(Collected data entries)
Segment Open
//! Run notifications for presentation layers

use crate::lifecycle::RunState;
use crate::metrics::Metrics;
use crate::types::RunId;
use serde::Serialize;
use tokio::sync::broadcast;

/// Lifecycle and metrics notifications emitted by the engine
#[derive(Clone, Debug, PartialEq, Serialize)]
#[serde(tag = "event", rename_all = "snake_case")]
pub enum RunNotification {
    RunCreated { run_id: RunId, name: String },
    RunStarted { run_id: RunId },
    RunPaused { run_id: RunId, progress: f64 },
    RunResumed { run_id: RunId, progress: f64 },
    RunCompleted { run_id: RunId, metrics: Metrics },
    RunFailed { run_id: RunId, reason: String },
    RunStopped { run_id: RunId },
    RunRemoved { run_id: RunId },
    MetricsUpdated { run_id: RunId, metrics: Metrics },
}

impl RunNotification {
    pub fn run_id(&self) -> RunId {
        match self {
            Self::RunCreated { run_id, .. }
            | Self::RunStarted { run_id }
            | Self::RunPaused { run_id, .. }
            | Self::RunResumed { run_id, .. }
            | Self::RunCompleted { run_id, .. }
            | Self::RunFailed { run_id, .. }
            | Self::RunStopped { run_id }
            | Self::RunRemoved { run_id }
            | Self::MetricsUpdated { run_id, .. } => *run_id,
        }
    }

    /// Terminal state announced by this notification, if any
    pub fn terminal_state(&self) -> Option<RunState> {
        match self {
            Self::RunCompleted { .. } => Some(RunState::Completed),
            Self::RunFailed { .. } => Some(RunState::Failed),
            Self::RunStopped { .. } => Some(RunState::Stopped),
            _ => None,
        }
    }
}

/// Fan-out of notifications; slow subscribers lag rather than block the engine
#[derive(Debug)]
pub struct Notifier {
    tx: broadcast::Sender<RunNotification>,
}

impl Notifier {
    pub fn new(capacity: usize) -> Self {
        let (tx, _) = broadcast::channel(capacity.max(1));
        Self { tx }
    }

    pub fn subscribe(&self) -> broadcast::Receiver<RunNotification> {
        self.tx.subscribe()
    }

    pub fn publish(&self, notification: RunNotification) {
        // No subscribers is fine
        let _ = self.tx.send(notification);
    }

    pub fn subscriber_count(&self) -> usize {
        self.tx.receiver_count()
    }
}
Segment Closed
Segment Open
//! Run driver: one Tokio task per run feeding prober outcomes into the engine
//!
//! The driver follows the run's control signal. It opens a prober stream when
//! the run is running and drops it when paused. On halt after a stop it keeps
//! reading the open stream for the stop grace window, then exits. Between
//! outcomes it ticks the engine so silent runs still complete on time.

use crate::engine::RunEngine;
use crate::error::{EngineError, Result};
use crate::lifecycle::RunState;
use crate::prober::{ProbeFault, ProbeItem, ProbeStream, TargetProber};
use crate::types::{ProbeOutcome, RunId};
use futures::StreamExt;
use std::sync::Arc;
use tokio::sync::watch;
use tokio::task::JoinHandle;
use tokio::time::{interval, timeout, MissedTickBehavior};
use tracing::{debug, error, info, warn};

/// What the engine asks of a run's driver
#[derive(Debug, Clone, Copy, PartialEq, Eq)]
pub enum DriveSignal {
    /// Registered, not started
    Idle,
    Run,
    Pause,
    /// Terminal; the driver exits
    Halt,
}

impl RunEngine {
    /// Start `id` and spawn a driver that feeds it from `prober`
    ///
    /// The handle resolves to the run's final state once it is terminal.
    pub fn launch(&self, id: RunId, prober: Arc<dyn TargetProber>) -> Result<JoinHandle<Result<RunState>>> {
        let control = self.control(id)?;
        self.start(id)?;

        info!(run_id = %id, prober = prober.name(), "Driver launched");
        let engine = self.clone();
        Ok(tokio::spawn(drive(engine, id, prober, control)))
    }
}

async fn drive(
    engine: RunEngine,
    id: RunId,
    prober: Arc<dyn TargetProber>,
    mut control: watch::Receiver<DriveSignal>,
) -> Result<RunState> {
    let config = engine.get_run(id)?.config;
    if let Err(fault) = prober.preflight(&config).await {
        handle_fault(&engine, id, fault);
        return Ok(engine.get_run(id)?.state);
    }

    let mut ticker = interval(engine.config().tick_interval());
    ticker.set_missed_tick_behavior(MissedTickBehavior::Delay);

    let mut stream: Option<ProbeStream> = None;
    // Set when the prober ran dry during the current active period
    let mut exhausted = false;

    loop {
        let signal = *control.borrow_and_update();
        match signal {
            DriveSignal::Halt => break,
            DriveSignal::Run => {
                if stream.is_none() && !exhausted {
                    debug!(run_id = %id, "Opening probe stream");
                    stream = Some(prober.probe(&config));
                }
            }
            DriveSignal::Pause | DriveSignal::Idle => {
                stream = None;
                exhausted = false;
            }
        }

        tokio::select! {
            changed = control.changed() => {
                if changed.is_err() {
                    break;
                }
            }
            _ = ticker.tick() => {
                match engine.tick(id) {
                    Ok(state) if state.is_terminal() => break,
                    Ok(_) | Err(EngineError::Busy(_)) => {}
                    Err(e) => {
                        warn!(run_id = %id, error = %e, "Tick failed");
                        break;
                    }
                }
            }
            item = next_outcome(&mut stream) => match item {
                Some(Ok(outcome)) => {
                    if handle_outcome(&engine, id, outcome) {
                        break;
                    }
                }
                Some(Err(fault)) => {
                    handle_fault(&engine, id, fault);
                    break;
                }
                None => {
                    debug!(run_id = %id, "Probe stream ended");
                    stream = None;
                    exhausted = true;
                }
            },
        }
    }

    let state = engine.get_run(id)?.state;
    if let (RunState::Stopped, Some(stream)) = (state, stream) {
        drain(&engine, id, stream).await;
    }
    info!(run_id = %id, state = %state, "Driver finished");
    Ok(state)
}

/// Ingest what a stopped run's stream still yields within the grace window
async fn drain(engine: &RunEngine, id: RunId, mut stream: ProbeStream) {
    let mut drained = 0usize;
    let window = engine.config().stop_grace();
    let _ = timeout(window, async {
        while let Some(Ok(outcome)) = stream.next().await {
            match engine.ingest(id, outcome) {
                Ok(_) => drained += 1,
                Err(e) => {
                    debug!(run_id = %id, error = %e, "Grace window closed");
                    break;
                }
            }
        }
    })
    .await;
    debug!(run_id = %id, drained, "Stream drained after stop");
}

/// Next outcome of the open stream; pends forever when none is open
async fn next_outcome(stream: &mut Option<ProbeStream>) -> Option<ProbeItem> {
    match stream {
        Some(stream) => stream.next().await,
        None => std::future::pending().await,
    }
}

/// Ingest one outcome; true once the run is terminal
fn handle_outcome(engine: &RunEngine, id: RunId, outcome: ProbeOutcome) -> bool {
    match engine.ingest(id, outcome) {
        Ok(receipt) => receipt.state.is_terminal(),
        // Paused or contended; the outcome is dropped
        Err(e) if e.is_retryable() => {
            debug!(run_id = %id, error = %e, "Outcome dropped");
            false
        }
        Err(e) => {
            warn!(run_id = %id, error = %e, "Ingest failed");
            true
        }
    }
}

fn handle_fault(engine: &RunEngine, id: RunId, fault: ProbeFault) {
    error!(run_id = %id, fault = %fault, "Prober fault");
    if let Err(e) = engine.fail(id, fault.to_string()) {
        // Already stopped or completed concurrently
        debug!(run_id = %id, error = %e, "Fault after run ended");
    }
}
Segment Closed
◆ What is required
How many lines in the entries above include the string "RunState"? Please answer with that number and nothing more.

◆ Written response
9